Rivers of London (Rivers of London #1)(87)
Finally, through another fire exit and I found myself by the ground-floor toilets next to the cloakroom. I could hear glass smashing from the direction of the main foyer, so I headed for the side exit by the ticket office. I ignored the slow, wheelchair-accessible revolving door and headed straight for the emergency exits, but what I saw through the glass brought me to a sudden stop.
There was a riot in Bow Street. A well-dressed mob was looting the hotel opposite, and a column of greasy black smoke was rising from a burning car. I recognised the make – it was a canary-yellow Mini convertible.
The Last Resort
Nobody likes a riot except looters and journalists. The Metropolitan Police, being the go-ahead, dynamic modern police service that it is, has any number of contingency plans for dealing with civil disturbance, from farmers with truckloads of manure, to suburban anarchists on a weekend break and Saturday jihadists.
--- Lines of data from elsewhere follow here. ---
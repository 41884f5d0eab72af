//! Course repository.

use chrono::{DateTime, Utc};
use rust_decimal::Decimal;
use sqlx::PgPool;

use brightclass_core::{CourseId, CourseStatus};

use super::RepositoryError;
use crate::models::content::{Course, CourseUpdate, NewCourse};

/// Internal row type for database queries.
#[derive(Debug, sqlx::FromRow)]
struct CourseRow {
    id: i32,
    title: String,
    slug: String,
    description: String,
    price: Decimal,
    duration_weeks: i32,
    level: String,
    status: String,
    created_at: DateTime<Utc>,
    updated_at: DateTime<Utc>,
}

impl TryFrom<CourseRow> for Course {
    type Error = RepositoryError;

    fn try_from(row: CourseRow) -> Result<Self, Self::Error> {
        let status: CourseStatus = row
            .status
            .parse()
            .map_err(|e| RepositoryError::DataCorruption(format!("invalid status: {e}")))?;

        Ok(Self {
            id: CourseId::new(row.id),
            title: row.title,
            slug: row.slug,
            description: row.description,
            price: row.price,
            duration_weeks: row.duration_weeks,
            level: row.level,
            status,
            created_at: row.created_at,
            updated_at: row.updated_at,
        })
    }
}

const COLUMNS: &str =
    "id, title, slug, description, price, duration_weeks, level, status, created_at, updated_at";

/// Repository for course database operations.
pub struct CourseRepository<'a> {
    pool: &'a PgPool,
}

impl<'a> CourseRepository<'a> {
    /// Create a new course repository.
    #[must_use]
    pub const fn new(pool: &'a PgPool) -> Self {
        Self { pool }
    }

    /// List courses, newest first, optionally filtered by status.
    ///
    /// # Errors
    ///
    /// Returns `RepositoryError::Database` if the query fails.
    pub async fn list(&self, status: Option<CourseStatus>) -> Result<Vec<Course>, RepositoryError> {
        let rows: Vec<CourseRow> = sqlx::query_as(&format!(
            "SELECT {COLUMNS} FROM course \
             WHERE ($1::text IS NULL OR status = $1) \
             ORDER BY created_at DESC"
        ))
        .bind(status.map(|s| s.as_str()))
        .fetch_all(self.pool)
        .await?;

        rows.into_iter().map(TryInto::try_into).collect()
    }

    /// Get a course by its ID.
    ///
    /// # Errors
    ///
    /// Returns `RepositoryError::Database` if the query fails.
    pub async fn get(&self, id: CourseId) -> Result<Option<Course>, RepositoryError> {
        let row: Option<CourseRow> =
            sqlx::query_as(&format!("SELECT {COLUMNS} FROM course WHERE id = $1"))
                .bind(id.as_i32())
                .fetch_optional(self.pool)
                .await?;

        row.map(TryInto::try_into).transpose()
    }

    /// Create a course.
    ///
    /// # Errors
    ///
    /// Returns `RepositoryError::Conflict` if the slug is taken.
    /// Returns `RepositoryError::Database` for other database errors.
    pub async fn create(&self, new: &NewCourse) -> Result<Course, RepositoryError> {
        let status = new.status.unwrap_or(CourseStatus::Draft);

        let row: CourseRow = sqlx::query_as(&format!(
            "INSERT INTO course (title, slug, description, price, duration_weeks, level, status) \
             VALUES ($1, $2, $3, $4, $5, $6, $7) \
             RETURNING {COLUMNS}"
        ))
        .bind(&new.title)
        .bind(&new.slug)
        .bind(&new.description)
        .bind(new.price)
        .bind(new.duration_weeks)
        .bind(&new.level)
        .bind(status.as_str())
        .fetch_one(self.pool)
        .await
        .map_err(conflict_on_unique)?;

        row.try_into()
    }

    /// Apply a partial update.
    ///
    /// # Errors
    ///
    /// Returns `RepositoryError::NotFound` if the course doesn't exist.
    /// Returns `RepositoryError::Conflict` if a new slug is taken.
    /// Returns `RepositoryError::Database` for other database errors.
    pub async fn update(
        &self,
        id: CourseId,
        update: &CourseUpdate,
    ) -> Result<Course, RepositoryError> {
        let row: Option<CourseRow> = sqlx::query_as(&format!(
            "UPDATE course SET \
                 title = COALESCE($2, title), \
                 slug = COALESCE($3, slug), \
                 description = COALESCE($4, description), \
                 price = COALESCE($5, price), \
                 duration_weeks = COALESCE($6, duration_weeks), \
                 level = COALESCE($7, level), \
                 status = COALESCE($8, status), \
                 updated_at = NOW() \
             WHERE id = $1 \
             RETURNING {COLUMNS}"
        ))
        .bind(id.as_i32())
        .bind(update.title.as_deref())
        .bind(update.slug.as_deref())
        .bind(update.description.as_deref())
        .bind(update.price)
        .bind(update.duration_weeks)
        .bind(update.level.as_deref())
        .bind(update.status.map(|s| s.as_str()))
        .fetch_optional(self.pool)
        .await
        .map_err(conflict_on_unique)?;

        row.ok_or(RepositoryError::NotFound)?.try_into()
    }

    /// Delete a course.
    ///
    /// # Returns
    ///
    /// Returns `true` if the course was deleted, `false` if it didn't exist.
    ///
    /// # Errors
    ///
    /// Returns `RepositoryError::Database` if the query fails.
    pub async fn delete(&self, id: CourseId) -> Result<bool, RepositoryError> {
        let result = sqlx::query("DELETE FROM course WHERE id = $1")
            .bind(id.as_i32())
            .execute(self.pool)
            .await?;

        Ok(result.rows_affected() > 0)
    }
}

fn conflict_on_unique(e: sqlx::Error) -> RepositoryError {
    if let sqlx::Error::Database(ref db_err) = e
        && db_err.is_unique_violation()
    {
        return RepositoryError::Conflict("slug already exists".to_owned());
    }
    RepositoryError::Database(e)
}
What I suspect they didn’t have plans for was just over two thousand enraged opera lovers pouring out of the Royal Opera House and going on a mad rampage through Covent Garden.
I was pretty sure that a smart Londoner like Beverley would have the brains to bail out of her car before the mob torched it, but I knew her mum wouldn’t forgive me if I didn’t check. I ran out, yelling my head off in the hope that everyone else would mistake me for a rioter too.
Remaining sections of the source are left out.